Eres consciente de que el cerebro te falla y una vez que se deja vencer por el sueño termina borrando de sus rincones eléctricos esas ideas inesperadas. Insospechadas en cualquier otro momento. Por eso es necesario transcribirlas en el cuaderno que siempre se muestra lleno de garabatos.

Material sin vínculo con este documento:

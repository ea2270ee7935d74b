use std::net::{IpAddr, Ipv4Addr};
use prost::Message;
use crate::domain::{CommentError, Curve, Network};
use super::nebula::{timestamp, NebulaCert};

#[derive(Clone, PartialEq, Message)]
pub struct RawNebulaCertificate {
    #[prost(message, optional, tag = "1")]
    pub details: Option<RawNebulaCertificateDetails>,
    #[prost(bytes = "vec", tag = "2")]
    pub signature: Vec<u8>,
}

#[derive(Clone, PartialEq, Message)]
pub struct RawNebulaCertificateDetails {
    #[prost(string, tag = "1")]
    pub name: String,
    /// Address and mask pairs.
    #[prost(uint32, repeated, tag = "2")]
    pub ips: Vec<u32>,
    #[prost(uint32, repeated, tag = "3")]
    pub subnets: Vec<u32>,
    #[prost(string, repeated, tag = "4")]
    pub groups: Vec<String>,
    #[prost(int64, tag = "5")]
    pub not_before: i64,
    #[prost(int64, tag = "6")]
    pub not_after: i64,
    #[prost(bytes = "vec", tag = "7")]
    pub public_key: Vec<u8>,
    #[prost(bool, tag = "8")]
    pub is_ca: bool,
    #[prost(bytes = "vec", tag = "9")]
    pub issuer: Vec<u8>,
    #[prost(int32, tag = "100")]
    pub curve: i32,
}

pub fn parse_certificate(der: &[u8]) -> Result<NebulaCert, CommentError> {
    let raw = RawNebulaCertificate::decode(der)
        .map_err(|e| CommentError::decode(format!("failed to parse v1 certificate: {}", e)))?;
    let details = raw.details.as_ref().ok_or_else(|| CommentError::decode("encoded details was nil"))?;

    let curve = Curve::from_code(details.curve.into())
        .ok_or_else(|| CommentError::decode(format!("unknown curve {}", details.curve)))?;

    Ok(NebulaCert {
        version: 1,
        name: details.name.clone(),
        networks: address_pairs(&details.ips, "ips")?,
        unsafe_networks: address_pairs(&details.subnets, "subnets")?,
        groups: details.groups.clone(),
        is_ca: details.is_ca,
        not_before: timestamp(details.not_before)?,
        not_after: timestamp(details.not_after)?,
        public_key: details.public_key.clone(),
        issuer: details.issuer.clone(),
        curve,
        signature: raw.signature.clone(),
        digest_input: raw.encode_to_vec(),
    })
}

fn address_pairs(values: &[u32], field: &str) -> Result<Vec<Network>, CommentError> {
    if values.len() % 2 != 0 {
        return Err(CommentError::decode(format!("encoded {} should be in pairs, an odd number was found", field)));
    }
    Ok(values.chunks_exact(2)
        .map(|pair| Network::new(IpAddr::V4(Ipv4Addr::from(pair[0])), pair[1].count_ones() as u8))
        .collect())
}

#[cfg(test)]
mod tests {
    use super::*;
    use crate::domain::ErrorClass;

    fn sample() -> RawNebulaCertificate {
        RawNebulaCertificate {
            details: Some(RawNebulaCertificateDetails {
                name: "host-1".to_string(),
                ips: vec![u32::from(Ipv4Addr::new(10, 1, 0, 5)), 0xffff_ff00],
                subnets: vec![u32::from(Ipv4Addr::new(192, 168, 0, 0)), 0xffff_0000],
                groups: vec!["dev".to_string(), "ssh".to_string()],
                not_before: 1_700_000_000,
                not_after: 1_781_136_000,
                public_key: vec![7; 32],
                is_ca: false,
                issuer: vec![0xaa, 0xbb],
                curve: 1,
            }),
            signature: vec![9; 64],
        }
    }

    #[test]
    fn decodes_fields() {
        let cert = parse_certificate(&sample().encode_to_vec()).unwrap();
        assert_eq!(cert.version, 1);
        assert_eq!(cert.name, "host-1");
        assert_eq!(Network::join(&cert.networks), "10.1.0.5/24");
        assert_eq!(Network::join(&cert.unsafe_networks), "192.168.0.0/16");
        assert_eq!(cert.groups, vec!["dev", "ssh"]);
        assert_eq!(cert.curve, Curve::P256);
        assert_eq!(cert.not_after.format("%Y-%m-%d").to_string(), "2026-06-11");
        assert_eq!(cert.digest_input, sample().encode_to_vec());
    }

    #[test]
    fn odd_address_list_is_rejected() {
        let mut raw = sample();
        if let Some(d) = raw.details.as_mut() {
            d.ips.pop();
        }
        let err = parse_certificate(&raw.encode_to_vec()).unwrap_err();
        assert_eq!(err.class, ErrorClass::Decode);
        assert!(err.message.contains("ips"));
    }

    #[test]
    fn missing_details_is_rejected() {
        let raw = RawNebulaCertificate { details: None, signature: vec![1] };
        assert!(parse_certificate(&raw.encode_to_vec()).is_err());
    }

    #[test]
    fn unknown_curve_is_rejected() {
        let mut raw = sample();
        if let Some(d) = raw.details.as_mut() {
            d.curve = 5;
        }
        assert!(parse_certificate(&raw.encode_to_vec()).is_err());
    }

    #[test]
    fn garbage_is_rejected() {
        assert!(parse_certificate(&[0xff, 0xff, 0xff]).is_err());
    }
}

Un cuaderno de nocturnidad donde aparecen los escritos que son trazados a base de impulsos que terminarán convirtiéndose en jeroglíficos, en una especie de escritura cuneiforme, difícil de descifrar a la mañana siguiente. Justo cuando decides retomar el impulso de la noche anterior y releer los escritos para dejarte llevar por esa corriente embravecida que percibiste entre las sábanas y frías mantas. Sin embargo, notas que vuelves a empezar. La holgazanería mental se vuelve a apoderar de ti. De nuevo es como si partieras de cero. Ya no recuerdas tan claramente el fin de esa cita que la noche anterior parecía insustituible. Aquella luz de inspiración en mitad de la noche parece que, ahora, se ha tornado en algo simplón. En una luz tamizada por la oclusión de las nubes. Aquellos garabatos que apuntaste antes de dejarte vencer por el sueño ya no tienen la fuerza que parecían tener. Se han desvanecido entre trazados de tinta ilegibles. Lo que parecía de una inteligencia magistral, desveladora, se ha disuelto en ideas vagas y trivialidades.

De nuevo toca empezar. A empujar la enorme piedra por la colina arriba, mientras el águila de la estulticia devora el hígado del escritor estéril.

No hay método. El único método es no desfallecer como hiciera Prometeo, amigo de los mortales e insurrecto de los dioses.